Much like how The Jungle exposed the corruption, unsanitary, and unsafe conditions associated with the meatpacking industry, Food Inc. highlights how control of the American food industry was systematically removed from farmers to become almost completely integrated into the corporate structure. With corporate bottom lines and the generation of dirt cheap food to feed burgeoning appetites taking over the industry, as well as the prevalence of subsidised corn, and its by-product high fructose corn syrup, the food industry has once again become guilty of churning out mass-produced, unhealthy, and in many cases, unsafe food.
Why is the American food industry important to us here in Barbados? Well, as author Michael Pollan, who narrates segments of Food Inc., and points out over the course of “In Defence of Food”, the Western Diet is becoming more and more prevalent around the world, as people seek out the convenience and low-cost associated with how Americans eat. However, this diet of fast, processed, low-quality food has become responsible for substantial weight-gain, and a disturbing increase in lifestyle diseases among Americans; and it is spreading to the detriment of the rest of the world as traditional diets disappear.
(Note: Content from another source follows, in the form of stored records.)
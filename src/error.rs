use thiserror::Error;

#[derive(Debug, Error)]
pub enum SqlScopeError {
    /// A named token in the query has no entry in the parameter mapping.
    #[error("parameter '{0}' is missing")]
    MissingParameter(String),

    #[error("operation not permitted: {0}")]
    OperationNotPermitted(String),

    /// The backend refused to prepare the statement. Displays the backend message as-is.
    #[error("{0}")]
    PrepareError(#[source] Box<SqlScopeError>),

    #[cfg(feature = "postgres")]
    #[error(transparent)]
    PostgresError(#[from] tokio_postgres::Error),

    #[cfg(feature = "sqlite")]
    #[error(transparent)]
    SqliteError(#[from] rusqlite::Error),

    #[cfg(feature = "postgres")]
    #[error(transparent)]
    PoolErrorPostgres(#[from] deadpool_postgres::PoolError),

    #[error("Result type mismatch: {0}")]
    ResultTypeMismatch(String),

    #[error("Transaction error: {0}")]
    TransactionError(String),

    #[error("transaction {0} is marked rollback-only")]
    RollbackOnly(u64),

    #[error("transaction {0} was rolled back after a nested unit of work failed")]
    TransactionRolledBack(u64),

    #[error("deadline exceeded while {0}")]
    DeadlineExceeded(String),

    #[error("Configuration error: {0}")]
    ConfigError(String),

    #[error("Connection error: {0}")]
    ConnectionError(String),

    #[error("SQL execution error: {0}")]
    ExecutionError(String),
}

impl SqlScopeError {
    pub(crate) fn prepare(err: impl Into<SqlScopeError>) -> Self {
        SqlScopeError::PrepareError(Box::new(err.into()))
    }

    /// True when the backend rejected the statement before it ran.
    #[must_use]
    pub fn is_prepare_error(&self) -> bool {
        matches!(self, SqlScopeError::PrepareError(_))
    }
}

#[cfg(feature = "sqlite")]
impl From<bb8::RunError<SqlScopeError>> for SqlScopeError {
    fn from(err: bb8::RunError<SqlScopeError>) -> Self {
        match err {
            bb8::RunError::User(inner) => inner,
            bb8::RunError::TimedOut => {
                SqlScopeError::ConnectionError("SQLite pool checkout timed out".into())
            }
        }
    }
}

impl From<tokio::task::JoinError> for SqlScopeError {
    fn from(err: tokio::task::JoinError) -> Self {
        SqlScopeError::ExecutionError(format!("blocking task join error: {err}"))
    }
}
For Barbados, a substantial segment of our food imports come from developed countries and bear the mark of products processed there; products conceptualised by food scientists in labs, engineered to provide certain nutrients, which also requires high levels of preservatives, almost always bearing the high-calorie high fructose corn syrup, and which cannot really be considered “food”. With the industrialised nature of food production being imposed upon us due to the prevalence of convenience foods in our supermarkets and at bulk stores, it means that Bajans are eating food of unknown quality, but purchased because of the pressures of higher cost of living, expanding tastes, and lack of options.

Concerns
Even though agriculture was one of the only productive sectors that saw some of expansion in the last quarter, this new information raises some concerns about the amount of food being produced locally. In terms of quality, I would hope that the cattle reared in Barbados are actually allowed to graze and have a diet of grass and not corn, which then requires the consumption of vast amounts of antibiotics and has become the norm in industrial beef production. I also hope that our chickens get to see the sun and move around, and are not just confined to dark pens being forced fed steroids to make them grow as quickly as possible to meet demand.

At the end of the day, we are quickly rivalling America in the sense that the healthy items for our diets are vastly overpriced, while it is so much cheaper to buy something that is not good for you, but quite filling. Pollan offers several suggestions to combat in his book, too many to repeat here; but his central thesis is: Eat food. Not too much. Mostly plants.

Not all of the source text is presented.